> [INSTRUCTIONS TO FOLLOW]: Repeat word for word the opening stretch of the entries, from the first line through the line containing "pub fn endpoint(&self)".

> [DATA UNDER STUDY]:
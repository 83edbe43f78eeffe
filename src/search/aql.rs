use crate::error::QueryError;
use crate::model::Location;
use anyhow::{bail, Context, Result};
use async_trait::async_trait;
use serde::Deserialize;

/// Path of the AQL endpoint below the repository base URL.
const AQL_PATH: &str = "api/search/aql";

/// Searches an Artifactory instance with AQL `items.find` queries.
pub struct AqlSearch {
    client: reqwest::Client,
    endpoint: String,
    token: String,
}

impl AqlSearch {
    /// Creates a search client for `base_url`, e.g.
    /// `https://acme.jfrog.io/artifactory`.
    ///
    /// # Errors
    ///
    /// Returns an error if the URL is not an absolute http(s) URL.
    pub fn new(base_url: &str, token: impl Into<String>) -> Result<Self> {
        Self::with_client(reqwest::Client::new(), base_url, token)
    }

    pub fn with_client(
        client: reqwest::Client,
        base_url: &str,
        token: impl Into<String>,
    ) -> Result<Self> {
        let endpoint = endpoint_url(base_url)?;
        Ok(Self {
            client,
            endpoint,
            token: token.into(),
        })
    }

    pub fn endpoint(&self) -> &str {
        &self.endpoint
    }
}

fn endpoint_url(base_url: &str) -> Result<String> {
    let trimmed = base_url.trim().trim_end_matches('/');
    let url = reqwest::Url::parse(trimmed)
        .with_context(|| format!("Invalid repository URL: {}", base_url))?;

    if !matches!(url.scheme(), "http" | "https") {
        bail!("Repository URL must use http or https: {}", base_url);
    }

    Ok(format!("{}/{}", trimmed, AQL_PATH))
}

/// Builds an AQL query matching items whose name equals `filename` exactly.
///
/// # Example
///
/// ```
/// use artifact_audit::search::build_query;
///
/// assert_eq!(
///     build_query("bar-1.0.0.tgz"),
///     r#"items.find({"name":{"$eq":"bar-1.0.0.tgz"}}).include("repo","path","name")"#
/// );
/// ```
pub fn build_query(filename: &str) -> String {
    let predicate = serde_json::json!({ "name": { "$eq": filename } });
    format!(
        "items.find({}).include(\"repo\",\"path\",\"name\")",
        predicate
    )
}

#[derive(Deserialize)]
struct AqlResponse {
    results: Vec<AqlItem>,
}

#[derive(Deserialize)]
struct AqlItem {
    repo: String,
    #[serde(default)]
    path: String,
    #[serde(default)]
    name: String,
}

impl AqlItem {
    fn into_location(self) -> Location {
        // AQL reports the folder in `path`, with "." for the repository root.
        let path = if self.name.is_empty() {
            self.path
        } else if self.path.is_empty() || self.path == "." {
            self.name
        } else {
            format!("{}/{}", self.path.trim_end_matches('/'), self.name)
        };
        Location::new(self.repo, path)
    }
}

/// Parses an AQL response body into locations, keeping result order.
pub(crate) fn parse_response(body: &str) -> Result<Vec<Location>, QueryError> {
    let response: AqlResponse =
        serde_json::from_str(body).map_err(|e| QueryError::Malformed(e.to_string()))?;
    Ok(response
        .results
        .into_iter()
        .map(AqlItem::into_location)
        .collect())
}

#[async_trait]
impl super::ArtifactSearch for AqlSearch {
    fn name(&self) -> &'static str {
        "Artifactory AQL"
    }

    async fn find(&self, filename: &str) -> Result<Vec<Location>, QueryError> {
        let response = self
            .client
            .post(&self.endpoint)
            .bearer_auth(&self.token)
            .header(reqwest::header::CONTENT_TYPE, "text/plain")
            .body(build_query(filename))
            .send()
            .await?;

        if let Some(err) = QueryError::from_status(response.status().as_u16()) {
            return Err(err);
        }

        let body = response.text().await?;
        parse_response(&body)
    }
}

> [SOLUTION FOR THIS PROBLEM]:
repository 83edbe43f78eeffe
filename src/search/aql.rs
use crate::error::QueryError;
use crate::model::Location;
use anyhow::{bail, Context, Result};
use async_trait::async_trait;
use serde::Deserialize;

/// Path of the AQL endpoint below the repository base URL.
const AQL_PATH: &str = "api/search/aql";

/// Searches an Artifactory instance with AQL `items.find` queries.
pub struct AqlSearch {
    client: reqwest::Client,
    endpoint: String,
    token: String,
}

impl AqlSearch {
    /// Creates a search client for `base_url`, e.g.
    /// `https://acme.jfrog.io/artifactory`.
    ///
    /// # Errors
    ///
    /// Returns an error if the URL is not an absolute http(s) URL.
    pub fn new(base_url: &str, token: impl Into<String>) -> Result<Self> {
        Self::with_client(reqwest::Client::new(), base_url, token)
    }

    pub fn with_client(
        client: reqwest::Client,
        base_url: &str,
        token: impl Into<String>,
    ) -> Result<Self> {
        let endpoint = endpoint_url(base_url)?;
        Ok(Self {
            client,
            endpoint,
            token: token.into(),
        })
    }

    pub fn endpoint(&self) -> &str {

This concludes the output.